「(店長、あんなに格好いいのに……)」
バイト中、働いている店長のことを盗み見る。背中を丸めながらお店の経理を確認している姿を魅力的に感じるのが私だけというのは不思議な感覚だ。
まるで私だけ他の人とは違う眼鏡をかけているような気持ちだ。
顔も整っているし、背も高い。性格も優しくてしっかりしている。駄目なところを上げるとするならば、いつもよれよれのシャツを着ていてだらしなく感じるところだろうか。

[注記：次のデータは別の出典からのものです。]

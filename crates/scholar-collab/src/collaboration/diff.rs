//! Audit diff generation.
//!
//! Each tracked field is declared once as a name, a predicate telling whether an update touched
//! it, and a renderer reading it from a composed record. Base and extension fields go through the
//! same loop, so adding a field means adding one entry here.

use chrono::{DateTime, NaiveDate, Utc};

use super::dates::DATE_FORMAT;
use super::domain::{
    CollaborationDetails, CollaborationPatch, CollaborationView, DetailsPatch, EssayReviewPatch,
    GuidancePatch, RecommendationPatch,
};

const EMPTY: &str = "none";

struct TrackedField {
    name: &'static str,
    touched: fn(&CollaborationPatch) -> bool,
    render: fn(&CollaborationView) -> Option<String>,
}

/// One changed field, rendered as `field: old → new`.
#[derive(Debug, Clone, PartialEq, Eq)]
pub struct FieldChange {
    pub field: &'static str,
    pub before: String,
    pub after: String,
}

impl FieldChange {
    pub fn summary(&self) -> String {
        format!("{}: {} → {}", self.field, self.before, self.after)
    }
}

/// Compares the fields present in `patch` between the records before and after the update.
pub fn changed_fields(
    patch: &CollaborationPatch,
    before: &CollaborationView,
    after: &CollaborationView,
) -> Vec<FieldChange> {
    tracked_fields()
        .iter()
        .filter(|field| (field.touched)(patch))
        .filter_map(|field| {
            let old = (field.render)(before);
            let new = (field.render)(after);
            (old != new).then(|| FieldChange {
                field: field.name,
                before: old.unwrap_or_else(|| EMPTY.to_string()),
                after: new.unwrap_or_else(|| EMPTY.to_string()),
            })
        })
        .collect()
}

/// Comma-joined summary suitable for a history row's `details`.
pub fn summarize(changes: &[FieldChange]) -> String {
    changes
        .iter()
        .map(FieldChange::summary)
        .collect::<Vec<_>>()
        .join(", ")
}

fn date(value: Option<NaiveDate>) -> Option<String> {
    value.map(|date| date.format(DATE_FORMAT).to_string())
}

fn datetime(value: Option<DateTime<Utc>>) -> Option<String> {
    value.map(|at| at.to_rfc3339())
}

fn recommendation(patch: &CollaborationPatch) -> Option<&RecommendationPatch> {
    match &patch.details {
        Some(DetailsPatch::Recommendation(inner)) => Some(inner),
        _ => None,
    }
}

fn essay_review(patch: &CollaborationPatch) -> Option<&EssayReviewPatch> {
    match &patch.details {
        Some(DetailsPatch::EssayReview(inner)) => Some(inner),
        _ => None,
    }
}

fn guidance(patch: &CollaborationPatch) -> Option<&GuidancePatch> {
    match &patch.details {
        Some(DetailsPatch::Guidance(inner)) => Some(inner),
        _ => None,
    }
}

fn tracked_fields() -> Vec<TrackedField> {
    vec![
        TrackedField {
            name: "status",
            touched: |patch| patch.status.is_some(),
            render: |view| Some(view.collaboration.status.clone()),
        },
        TrackedField {
            name: "awaiting_action_from",
            touched: |patch| patch.awaiting_action_from.is_some(),
            render: |view| view.collaboration.awaiting_action_from.clone(),
        },
        TrackedField {
            name: "awaiting_action_type",
            touched: |patch| patch.awaiting_action_type.is_some(),
            render: |view| view.collaboration.awaiting_action_type.clone(),
        },
        TrackedField {
            name: "next_action_description",
            touched: |patch| patch.next_action_description.is_some(),
            render: |view| view.collaboration.next_action_description.clone(),
        },
        TrackedField {
            name: "next_action_due_date",
            touched: |patch| patch.next_action_due_date.is_some(),
            render: |view| date(view.collaboration.next_action_due_date),
        },
        TrackedField {
            name: "notes",
            touched: |patch| patch.notes.is_some(),
            render: |view| view.collaboration.notes.clone(),
        },
        TrackedField {
            name: "portal_url",
            touched: |patch| recommendation(patch).is_some_and(|p| p.portal_url.is_some()),
            render: |view| match &view.details {
                CollaborationDetails::Recommendation(details) => details.portal_url.clone(),
                _ => None,
            },
        },
        TrackedField {
            name: "portal_deadline",
            touched: |patch| recommendation(patch).is_some_and(|p| p.portal_deadline.is_some()),
            render: |view| match &view.details {
                CollaborationDetails::Recommendation(details) => date(details.portal_deadline),
                _ => None,
            },
        },
        TrackedField {
            name: "questionnaire_completed",
            touched: |patch| {
                recommendation(patch).is_some_and(|p| p.questionnaire_completed.is_some())
            },
            render: |view| match &view.details {
                CollaborationDetails::Recommendation(details) => {
                    Some(details.questionnaire_completed.to_string())
                }
                _ => None,
            },
        },
        TrackedField {
            name: "current_draft_version",
            touched: |patch| essay_review(patch).is_some_and(|p| p.current_draft_version.is_some()),
            render: |view| match &view.details {
                CollaborationDetails::EssayReview(details) => {
                    Some(details.current_draft_version.to_string())
                }
                _ => None,
            },
        },
        TrackedField {
            name: "feedback_rounds",
            touched: |patch| essay_review(patch).is_some_and(|p| p.feedback_rounds.is_some()),
            render: |view| match &view.details {
                CollaborationDetails::EssayReview(details) => {
                    Some(details.feedback_rounds.to_string())
                }
                _ => None,
            },
        },
        TrackedField {
            name: "last_feedback_at",
            touched: |patch| essay_review(patch).is_some_and(|p| p.last_feedback_at.is_some()),
            render: |view| match &view.details {
                CollaborationDetails::EssayReview(details) => datetime(details.last_feedback_at),
                _ => None,
            },
        },
        TrackedField {
            name: "session_type",
            touched: |patch| guidance(patch).is_some_and(|p| p.session_type.is_some()),
            render: |view| match &view.details {
                CollaborationDetails::Guidance(details) => details.session_type.clone(),
                _ => None,
            },
        },
        TrackedField {
            name: "meeting_url",
            touched: |patch| guidance(patch).is_some_and(|p| p.meeting_url.is_some()),
            render: |view| match &view.details {
                CollaborationDetails::Guidance(details) => details.meeting_url.clone(),
                _ => None,
            },
        },
        TrackedField {
            name: "scheduled_for",
            touched: |patch| guidance(patch).is_some_and(|p| p.scheduled_for.is_some()),
            render: |view| match &view.details {
                CollaborationDetails::Guidance(details) => datetime(details.scheduled_for),
                _ => None,
            },
        },
    ]
}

それか周りの人が奇跡的に店長の魅力に気が付いていないとか?
「(このまま誰も店長のことを好きにならなかったらいいのに……)」
そうしたら、私が大人になったときに振り向いてもらえるかもしれない。
それは長い月日が必要なのかもしれないけれど。
「小野さん、背中が熱い……」
「へ?」
事務室のドアの隙間から店長の様子を見つめていると、あまりにも熱視線を送りすぎたからか、呆れた様子で彼が後ろを振り返った。
「なにか用? 手伝うことある?」
「あ、えーと。そうだ、今後のシフトの件で相談があって……」
お店にお客さんが来ないから店長のことを眺めていたなんて不真面目なこと、彼の前では口を避けても言えない。
私は適当に理由を見つけて事務室のなかに入ると店長に近付く。